Le bonheur que l’on a cherché et trouvé n’est rien. On fut heureux de le vivre, pourtant il a effacé la vie. Le terrain même du bonheur est illusion. Il n’en reste plus rien. Joies, jouissances, plaisirs se jettent dans le vide. Une histoire géographique — le grossissement d’un fleuve qui se perd dans la mer.


… Sauver sa vie. Sauver quoi ? Un bonheur ? Une gloire ? Et quand ce serait même une œuvre ? Ce ne serait pas assez. Cependant je veux vivre.

Il faudrait savoir pourquoi. Pour quel but ? Et, s’il y a un but ? Oui, je le crois.

Comment puis-je aimer tant la vie et la juger telle qu’elle est — monstrueuse humainement, inutile essentiellement. C’est que toute ma foi proteste en écrivant ces mots… Je sais qu’elle pourrait être un instrument miraculeux entre les mains d’un maître.

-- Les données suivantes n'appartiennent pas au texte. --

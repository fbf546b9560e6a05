//! Web search tool over a pluggable backend.

use super::{Tool, ToolDefinition};
use crate::errors::ToolError;
use async_trait::async_trait;
use serde::{Deserialize, Serialize};
use serde_json::{json, Value};
use std::sync::Arc;

/// Registry name of the web search tool.
pub const WEB_SEARCH_TOOL: &str = "web_search";

/// One search result.
#[derive(Debug, Clone, PartialEq, Eq, Serialize, Deserialize)]
pub struct SearchHit {
    /// Result title.
    pub title: String,
    /// Result URL.
    pub url: String,
    /// Text snippet, possibly empty.
    #[serde(default)]
    pub snippet: String,
}

/// Anything that can answer a search query.
#[async_trait]
pub trait SearchBackend: Send + Sync {
    /// Returns up to `max_results` hits for `query`.
    async fn search(&self, query: &str, max_results: usize) -> Result<Vec<SearchHit>, ToolError>;
}

/// Exposes a [`SearchBackend`] as the `web_search` tool.
#[derive(Clone)]
pub struct WebSearchTool {
    backend: Arc<dyn SearchBackend>,
    default_results: usize,
    max_results: usize,
}

impl WebSearchTool {
    /// Creates the tool over a backend.
    #[must_use]
    pub fn new(backend: Arc<dyn SearchBackend>) -> Self {
        Self {
            backend,
            default_results: 5,
            max_results: 10,
        }
    }

    /// Caps the number of results a call may ask for.
    #[must_use]
    pub fn with_max_results(mut self, max: usize) -> Self {
        self.max_results = max.max(1);
        self.default_results = self.default_results.min(self.max_results);
        self
    }
}

impl std::fmt::Debug for WebSearchTool {
    fn fmt(&self, f: &mut std::fmt::Formatter<'_>) -> std::fmt::Result {
        f.debug_struct("WebSearchTool")
            .field("default_results", &self.default_results)
            .field("max_results", &self.max_results)
            .finish_non_exhaustive()
    }
}

#[async_trait]
impl Tool for WebSearchTool {
    fn definition(&self) -> ToolDefinition {
        ToolDefinition::new(WEB_SEARCH_TOOL)
            .with_description("Search the web and return titles, URLs and snippets.")
            .with_parameters(json!({
                "type": "object",
                "properties": {
                    "query": {"type": "string"},
                    "max_results": {"type": "integer", "minimum": 1, "maximum": self.max_results}
                },
                "required": ["query"]
            }))
    }

    async fn call(&self, args: Value) -> Result<Value, ToolError> {
        let query = args
            .get("query")
            .and_then(Value::as_str)
            .map(str::trim)
            .filter(|q| !q.is_empty())
            .ok_or_else(|| {
                ToolError::invalid_arguments(WEB_SEARCH_TOOL, "query must be a non-empty string")
            })?;
        let limit = args
            .get("max_results")
            .and_then(Value::as_u64)
            .map_or(self.default_results, |n| {
                usize::try_from(n).unwrap_or(usize::MAX)
            })
            .clamp(1, self.max_results);

        let mut hits = self.backend.search(query, limit).await?;
        hits.truncate(limit);
        Ok(json!({ "query": query, "results": hits }))
    }
}

#[cfg(feature = "http")]
pub use html::{HtmlSearchBackend, HtmlSearchConfig};

#[cfg(feature = "http")]
mod html {
    use super::{SearchBackend, SearchHit, WEB_SEARCH_TOOL};
    use crate::errors::ToolError;
    use async_trait::async_trait;
    use scraper::{Html, Selector};
    use serde::{Deserialize, Serialize};
    use std::time::Duration;
    use tracing::debug;

    /// Settings of the HTML results-page backend.
    #[derive(Debug, Clone, PartialEq, Eq, Serialize, Deserialize)]
    pub struct HtmlSearchConfig {
        /// Results page endpoint; the query is sent as `q`.
        #[serde(default = "default_endpoint")]
        pub endpoint: String,
        /// User agent header.
        #[serde(default = "default_user_agent")]
        pub user_agent: String,
        /// Request timeout in milliseconds.
        #[serde(default = "default_timeout_ms")]
        pub timeout_ms: u64,
    }

    fn default_endpoint() -> String {
        "https://html.duckduckgo.com/html/".to_string()
    }

    fn default_user_agent() -> String {
        format!("forgeflow/{}", env!("CARGO_PKG_VERSION"))
    }

    fn default_timeout_ms() -> u64 {
        15_000
    }

    impl Default for HtmlSearchConfig {
        fn default() -> Self {
            Self {
                endpoint: default_endpoint(),
                user_agent: default_user_agent(),
                timeout_ms: default_timeout_ms(),
            }
        }
    }

    /// Scrapes an HTML search results page.
    #[derive(Debug, Clone)]
    pub struct HtmlSearchBackend {
        client: reqwest::Client,
        config: HtmlSearchConfig,
    }

    impl HtmlSearchBackend {
        /// Creates a backend.
        pub fn new(config: HtmlSearchConfig) -> Result<Self, ToolError> {
            let client = reqwest::Client::builder()
                .user_agent(config.user_agent.clone())
                .timeout(Duration::from_millis(config.timeout_ms))
                .build()
                .map_err(|e| ToolError::execution_failed(WEB_SEARCH_TOOL, e.to_string()))?;
            Ok(Self { client, config })
        }
    }

    /// Extracts hits from a results page.
    pub(crate) fn parse_results(html: &str, max_results: usize) -> Vec<SearchHit> {
        let document = Html::parse_document(html);
        let (Ok(result_sel), Ok(link_sel), Ok(snippet_sel)) = (
            Selector::parse(".result"),
            Selector::parse("a.result__a"),
            Selector::parse(".result__snippet"),
        ) else {
            return Vec::new();
        };

        document
            .select(&result_sel)
            .filter_map(|result| {
                let link = result.select(&link_sel).next()?;
                let url = link.value().attr("href")?.to_string();
                let title = link.text().collect::<String>().trim().to_string();
                let snippet = result
                    .select(&snippet_sel)
                    .next()
                    .map(|s| s.text().collect::<String>().trim().to_string())
                    .unwrap_or_default();
                (!title.is_empty()).then_some(SearchHit {
                    title,
                    url,
                    snippet,
                })
            })
            .take(max_results)
            .collect()
    }

    #[async_trait]
    impl SearchBackend for HtmlSearchBackend {
        async fn search(
            &self,
            query: &str,
            max_results: usize,
        ) -> Result<Vec<SearchHit>, ToolError> {
            let response = self
                .client
                .get(&self.config.endpoint)
                .query(&[("q", query)])
                .send()
                .await
                .map_err(|e| ToolError::execution_failed(WEB_SEARCH_TOOL, e.to_string()))?;

            let status = response.status();
            if !status.is_success() {
                return Err(ToolError::execution_failed(
                    WEB_SEARCH_TOOL,
                    format!("search endpoint returned {status}"),
                ));
            }
            let body = response
                .text()
                .await
                .map_err(|e| ToolError::execution_failed(WEB_SEARCH_TOOL, e.to_string()))?;

            let hits = parse_results(&body, max_results);
            debug!(query = %query, hits = hits.len(), "Search results parsed");
            Ok(hits)
        }
    }

    #[cfg(test)]
    mod tests {
        use super::*;

        const PAGE: &str = r#"
            <html><body>
              <div class="result">
                <a class="result__a" href="https://docs.rs/tokio">tokio - Rust</a>
                <a class="result__snippet">An event-driven, non-blocking I/O platform.</a>
              </div>
              <div class="result">
                <a class="result__a" href="https://tokio.rs">Tokio</a>
              </div>
              <div class="result"><span>ad without link</span></div>
            </body></html>"#;

        #[test]
        fn test_parse_results() {
            let hits = parse_results(PAGE, 10);

            assert_eq!(hits.len(), 2);
            assert_eq!(hits[0].title, "tokio - Rust");
            assert_eq!(hits[0].url, "https://docs.rs/tokio");
            assert_eq!(hits[0].snippet, "An event-driven, non-blocking I/O platform.");
            assert_eq!(hits[1].snippet, "");
        }

        #[test]
        fn test_parse_results_respects_limit() {
            assert_eq!(parse_results(PAGE, 1).len(), 1);
        }

        #[test]
        fn test_backend_builds_with_defaults() {
            assert!(HtmlSearchBackend::new(HtmlSearchConfig::default()).is_ok());
        }
    }
}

J’observais de toutes les forces de ma fièvre ce qui constituait mon noyau, que je ne voulais pas entièrement périssable. Je travaillais à le détacher de mon corps. J’aurais voulu pouvoir l’arracher et le jeter moi-même à son recommencement tout proche, pour que les risques du corps finissant ne l’atteignent pas.

« Votre tête marche tout le temps, » dit mon infirmière.

Je sais bien que si ma tête me quittait ce serait la fin. Je ne tiens plus à la vie que par une flamme : la passion.